In the present study, we comprehensively evaluated plasma PCSK9 with cardiovascular risk in nontreated patients with stable CAD. First, our data indicated the high likelihood of a greater number of measurable RFs prevalence, which was suggested to be biologically plausible in association with atherosclerotic progression of disease,28 in patients with a high PCSK9 level. Second, we extended the prior studies to investigate the association of PCSK9 levels with different assessment systems of coronary severity. The present study showed that PCSK9 was not only associated with a SYNTAX scoring, which illustrates the complexities of coronary lesions and difficulties of PCI, but also associated with the Gensini and Jeopardy scoring, which present the coronary diameter stenosis. Finally, the present study is among the first to investigate the predictive value of baseline PCSK9, as well as hs-CRP and coronary severity scores in patients with stable CAD, a “real” and “pure” population for PCSK9 analysis.

These results might be of particular importance in view of the clinical studies showing the selective PCSK9 inhibitors significantly reduced plasma PCSK9 activity and prevented CAD progression, suggesting that PCSK9 inhibitors may be a useful therapeutic agent for the reduction of cardiovascular risk. However, the synergistic effect of PCSK9 inhibitor and traditional standard therapy (statin treatment) was investigated, and the clinical significance of PCSK9 inhibitors in cardiovascular health remained to be proven.

There were several limitations in the present study.

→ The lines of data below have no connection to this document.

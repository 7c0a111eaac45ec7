//! Quote-of-the-day data model
//!
//! Holds the canonical `Quote` record, the role → category table, the
//! deterministic daily category pick, and the per-role fallback quotes.

mod cache;
mod service;
mod source;

pub use cache::{CacheEntry, QuoteCache, LAST_FETCH_KEY, QUOTE_KEY};
pub use service::QuoteService;
pub use source::{
    normalize_response, HttpQuoteSource, QuoteError, QuoteSource, DEFAULT_API_BASE, MISSING_AUTHOR,
    MISSING_TEXT,
};

use chrono::{Datelike, NaiveDate, Utc};
use serde::{Deserialize, Serialize};
use std::fmt;
use std::str::FromStr;

/// Category value that means "no category filter"
pub const RANDOM_CATEGORY: &str = "random";

/// A single quote as displayed and cached
///
/// `id` is a client-side timestamp and carries no identity; two quotes are
/// equal when their text, author and category match.
#[derive(Debug, Clone, Serialize, Deserialize)]
pub struct Quote {
    /// Client-generated identifier (milliseconds since the Unix epoch)
    pub id: i64,
    /// The quote itself
    pub text: String,
    /// Who said it
    pub author: String,
    /// API category the quote was drawn from
    pub category: String,
}

impl Quote {
    /// Creates a quote stamped with the current time as its id
    pub fn new(
        text: impl Into<String>,
        author: impl Into<String>,
        category: impl Into<String>,
    ) -> Self {
        Self {
            id: Utc::now().timestamp_millis(),
            text: text.into(),
            author: author.into(),
            category: category.into(),
        }
    }
}

impl PartialEq for Quote {
    fn eq(&self, other: &Self) -> bool {
        self.text == other.text && self.author == other.author && self.category == other.category
    }
}

impl Eq for Quote {}

/// Outcome of a quote request
///
/// Failures are reported through `success`/`message`; `data` always holds
/// something displayable.
#[derive(Debug, Clone, PartialEq, Eq, Serialize, Deserialize)]
pub struct QuoteResponse {
    pub success: bool,
    pub message: String,
    pub data: Quote,
}

impl QuoteResponse {
    pub fn ok(data: Quote, message: impl Into<String>) -> Self {
        Self {
            success: true,
            message: message.into(),
            data,
        }
    }

    pub fn failed(data: Quote, message: impl Into<String>) -> Self {
        Self {
            success: false,
            message: message.into(),
            data,
        }
    }
}

/// Portal role the quote is shown to
#[derive(Debug, Clone, Copy, PartialEq, Eq, Hash, Serialize, Deserialize)]
#[serde(rename_all = "lowercase")]
pub enum Role {
    Admin,
    Faculty,
    Student,
}

impl Role {
    pub const ALL: [Role; 3] = [Role::Admin, Role::Faculty, Role::Student];

    /// Lowercase name used in arguments and logs
    pub fn as_str(&self) -> &'static str {
        match self {
            Role::Admin => "admin",
            Role::Faculty => "faculty",
            Role::Student => "student",
        }
    }

    /// Candidate API categories, in selection order
    pub fn categories(&self) -> &'static [&'static str] {
        match self {
            Role::Admin => &[RANDOM_CATEGORY],
            Role::Faculty => &["wisdom", "education", "inspiration"],
            Role::Student => &["students", "motivation", "inspiration", "education"],
        }
    }

    /// Spreads roles apart when picking from the date seed
    fn multiplier(&self) -> u64 {
        match self {
            Role::Admin => 1,
            Role::Faculty => 2,
            Role::Student => 3,
        }
    }
}

impl fmt::Display for Role {
    fn fmt(&self, f: &mut fmt::Formatter<'_>) -> fmt::Result {
        f.write_str(self.as_str())
    }
}

/// Error returned when a role name is not recognized
#[derive(Debug, Clone, PartialEq, Eq, thiserror::Error)]
#[error("Invalid role: '{0}'. Valid roles: admin, faculty, student")]
pub struct ParseRoleError(pub String);

impl FromStr for Role {
    type Err = ParseRoleError;

    fn from_str(s: &str) -> Result<Self, Self::Err> {
        match s.trim().to_lowercase().as_str() {
            "admin" => Ok(Role::Admin),
            "faculty" => Ok(Role::Faculty),
            "student" => Ok(Role::Student),
            _ => Err(ParseRoleError(s.to_string())),
        }
    }
}

/// Picks the category of the day for a role
///
/// The pick is a pure function of `(role, date)`: the date is folded into a
/// `YYYYMMDD` seed, scaled by the role multiplier, and reduced modulo the
/// number of candidates.
pub fn select_category(role: Role, date: NaiveDate) -> &'static str {
    let seed = date.year() as u64 * 10_000 + date.month() as u64 * 100 + date.day() as u64;
    let categories = role.categories();
    let index = (seed * role.multiplier()) % categories.len() as u64;
    categories[index as usize]
}

/// Hardcoded quote shown when the API cannot be reached
pub fn fallback_quote(role: Role) -> Quote {
    match role {
        Role::Admin => Quote::new(
            "The best way to predict the future is to create it.",
            "Peter Drucker",
            "leadership",
        ),
        Role::Faculty => Quote::new(
            "The art of teaching is the art of assisting discovery.",
            "Mark Van Doren",
            "education",
        ),
        Role::Student => Quote::new(
            "Education is the most powerful weapon which you can use to change the world.",
            "Nelson Mandela",
            "education",
        ),
    }
}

The main limitation was the relatively small numbers of the study population. A larger study is necessary to confirm our results and improve the prognostic power of PCSK9 levels before definitive conclusions can be made. Another limitation was a single-center nature and the relatively short-term follow-ups. Further large clinical studies or longer follow-ups are required to validate our findings.

CONCLUSIONS

Collectively, these results suggested that baseline PCSK9 levels, as well as hs-CRP and coronary severity scores could independently predict MACE in patients with stable CAD.